▸ **RECORDS FOR THE TASK**:

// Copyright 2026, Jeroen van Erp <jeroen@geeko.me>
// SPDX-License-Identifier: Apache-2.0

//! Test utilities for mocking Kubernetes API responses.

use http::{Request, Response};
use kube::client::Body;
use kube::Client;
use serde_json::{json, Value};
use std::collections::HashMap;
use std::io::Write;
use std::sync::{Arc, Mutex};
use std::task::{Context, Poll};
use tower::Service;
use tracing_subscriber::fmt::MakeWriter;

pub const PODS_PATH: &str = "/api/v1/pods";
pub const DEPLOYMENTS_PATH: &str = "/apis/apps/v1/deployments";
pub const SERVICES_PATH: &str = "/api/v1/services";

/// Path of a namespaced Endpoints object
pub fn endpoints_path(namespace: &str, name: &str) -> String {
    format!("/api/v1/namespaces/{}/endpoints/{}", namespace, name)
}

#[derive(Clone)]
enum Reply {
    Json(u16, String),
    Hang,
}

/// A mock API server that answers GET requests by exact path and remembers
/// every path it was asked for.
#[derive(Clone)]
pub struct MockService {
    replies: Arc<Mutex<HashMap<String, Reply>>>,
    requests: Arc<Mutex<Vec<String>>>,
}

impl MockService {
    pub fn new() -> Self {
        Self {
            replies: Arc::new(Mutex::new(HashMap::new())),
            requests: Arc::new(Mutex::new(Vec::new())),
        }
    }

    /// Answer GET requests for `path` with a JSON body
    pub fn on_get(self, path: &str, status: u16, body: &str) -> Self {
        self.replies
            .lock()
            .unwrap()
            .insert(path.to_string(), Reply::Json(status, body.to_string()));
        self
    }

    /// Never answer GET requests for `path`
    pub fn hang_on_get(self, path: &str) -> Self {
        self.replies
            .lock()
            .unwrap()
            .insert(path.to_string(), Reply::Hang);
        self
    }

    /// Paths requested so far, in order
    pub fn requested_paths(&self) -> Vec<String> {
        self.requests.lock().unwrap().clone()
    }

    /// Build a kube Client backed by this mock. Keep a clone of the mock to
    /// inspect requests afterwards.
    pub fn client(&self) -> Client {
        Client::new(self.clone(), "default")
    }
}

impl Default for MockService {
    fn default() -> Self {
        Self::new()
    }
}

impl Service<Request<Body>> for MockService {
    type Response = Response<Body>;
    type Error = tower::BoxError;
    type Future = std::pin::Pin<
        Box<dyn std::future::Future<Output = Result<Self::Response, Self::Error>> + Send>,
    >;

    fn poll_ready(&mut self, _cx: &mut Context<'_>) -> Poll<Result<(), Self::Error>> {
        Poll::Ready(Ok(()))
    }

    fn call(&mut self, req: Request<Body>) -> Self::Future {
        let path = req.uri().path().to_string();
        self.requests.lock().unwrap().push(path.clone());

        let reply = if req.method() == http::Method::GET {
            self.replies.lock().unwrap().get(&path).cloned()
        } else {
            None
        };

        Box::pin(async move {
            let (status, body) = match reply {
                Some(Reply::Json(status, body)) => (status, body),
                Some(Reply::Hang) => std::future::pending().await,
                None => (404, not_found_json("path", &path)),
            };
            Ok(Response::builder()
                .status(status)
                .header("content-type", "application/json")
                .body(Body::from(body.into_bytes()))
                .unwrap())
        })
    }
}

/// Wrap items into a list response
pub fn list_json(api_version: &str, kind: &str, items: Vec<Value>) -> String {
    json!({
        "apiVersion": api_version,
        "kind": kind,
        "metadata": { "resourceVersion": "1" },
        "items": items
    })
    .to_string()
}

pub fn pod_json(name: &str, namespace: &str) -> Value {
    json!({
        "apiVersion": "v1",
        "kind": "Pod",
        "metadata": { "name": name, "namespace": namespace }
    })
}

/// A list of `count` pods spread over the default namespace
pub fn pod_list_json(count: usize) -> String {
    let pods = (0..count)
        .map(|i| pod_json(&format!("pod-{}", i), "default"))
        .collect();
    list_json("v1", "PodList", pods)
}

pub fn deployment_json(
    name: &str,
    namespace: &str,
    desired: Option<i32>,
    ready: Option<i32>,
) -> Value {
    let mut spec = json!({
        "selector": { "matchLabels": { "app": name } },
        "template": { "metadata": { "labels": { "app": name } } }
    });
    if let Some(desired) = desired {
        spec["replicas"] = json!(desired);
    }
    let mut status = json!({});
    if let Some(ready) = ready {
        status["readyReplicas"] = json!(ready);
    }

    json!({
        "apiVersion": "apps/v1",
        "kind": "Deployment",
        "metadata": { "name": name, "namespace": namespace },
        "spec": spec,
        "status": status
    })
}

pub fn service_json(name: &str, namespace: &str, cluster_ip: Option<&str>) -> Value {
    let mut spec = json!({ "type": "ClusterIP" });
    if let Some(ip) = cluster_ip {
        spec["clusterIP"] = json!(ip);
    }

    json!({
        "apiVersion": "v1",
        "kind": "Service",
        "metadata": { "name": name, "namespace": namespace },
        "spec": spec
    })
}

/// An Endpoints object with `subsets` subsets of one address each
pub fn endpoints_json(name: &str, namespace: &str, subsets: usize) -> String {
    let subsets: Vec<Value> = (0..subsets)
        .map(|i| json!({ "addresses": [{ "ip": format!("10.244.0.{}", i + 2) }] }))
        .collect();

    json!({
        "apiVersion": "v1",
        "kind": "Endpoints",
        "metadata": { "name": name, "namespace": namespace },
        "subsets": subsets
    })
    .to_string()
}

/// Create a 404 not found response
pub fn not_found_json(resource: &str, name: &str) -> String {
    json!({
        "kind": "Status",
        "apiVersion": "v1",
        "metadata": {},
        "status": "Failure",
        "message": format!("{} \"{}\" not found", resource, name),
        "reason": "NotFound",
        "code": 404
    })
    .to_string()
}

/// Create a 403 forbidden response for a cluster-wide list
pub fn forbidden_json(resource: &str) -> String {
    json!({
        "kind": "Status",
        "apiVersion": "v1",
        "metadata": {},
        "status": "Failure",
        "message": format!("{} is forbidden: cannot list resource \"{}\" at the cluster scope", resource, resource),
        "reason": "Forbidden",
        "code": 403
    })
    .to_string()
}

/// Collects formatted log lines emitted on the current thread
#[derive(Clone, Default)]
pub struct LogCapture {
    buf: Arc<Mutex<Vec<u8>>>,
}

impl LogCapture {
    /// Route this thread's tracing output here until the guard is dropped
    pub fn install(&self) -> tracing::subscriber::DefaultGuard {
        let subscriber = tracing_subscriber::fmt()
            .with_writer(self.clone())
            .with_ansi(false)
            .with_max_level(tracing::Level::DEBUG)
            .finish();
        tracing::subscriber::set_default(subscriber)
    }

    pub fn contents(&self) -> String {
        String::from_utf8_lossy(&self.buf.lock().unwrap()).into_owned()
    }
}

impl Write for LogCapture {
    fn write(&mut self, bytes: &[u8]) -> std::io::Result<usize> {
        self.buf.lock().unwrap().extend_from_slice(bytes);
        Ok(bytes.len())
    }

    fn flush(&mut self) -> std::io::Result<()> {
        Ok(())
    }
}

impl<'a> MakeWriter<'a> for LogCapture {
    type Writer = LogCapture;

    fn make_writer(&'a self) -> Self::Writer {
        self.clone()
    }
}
==
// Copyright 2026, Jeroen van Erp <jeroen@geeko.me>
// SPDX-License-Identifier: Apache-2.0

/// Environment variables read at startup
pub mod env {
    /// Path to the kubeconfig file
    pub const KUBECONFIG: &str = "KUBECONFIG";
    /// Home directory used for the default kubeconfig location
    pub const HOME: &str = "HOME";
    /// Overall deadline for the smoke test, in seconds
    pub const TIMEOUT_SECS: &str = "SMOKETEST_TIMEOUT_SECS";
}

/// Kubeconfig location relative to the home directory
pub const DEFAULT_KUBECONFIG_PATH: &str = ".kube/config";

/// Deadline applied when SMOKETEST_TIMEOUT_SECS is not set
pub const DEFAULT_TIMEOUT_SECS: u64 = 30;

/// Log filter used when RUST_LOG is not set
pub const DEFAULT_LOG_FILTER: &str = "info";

▸ **AIM OF THE TASK**:
Filter the entries above down to the lines that contain "items".

▸ **WRITTEN REPLY**:
/// Wrap items into a list response
pub fn list_json(api_version: &str, kind: &str, items: Vec<Value>) -> String {
        "items": items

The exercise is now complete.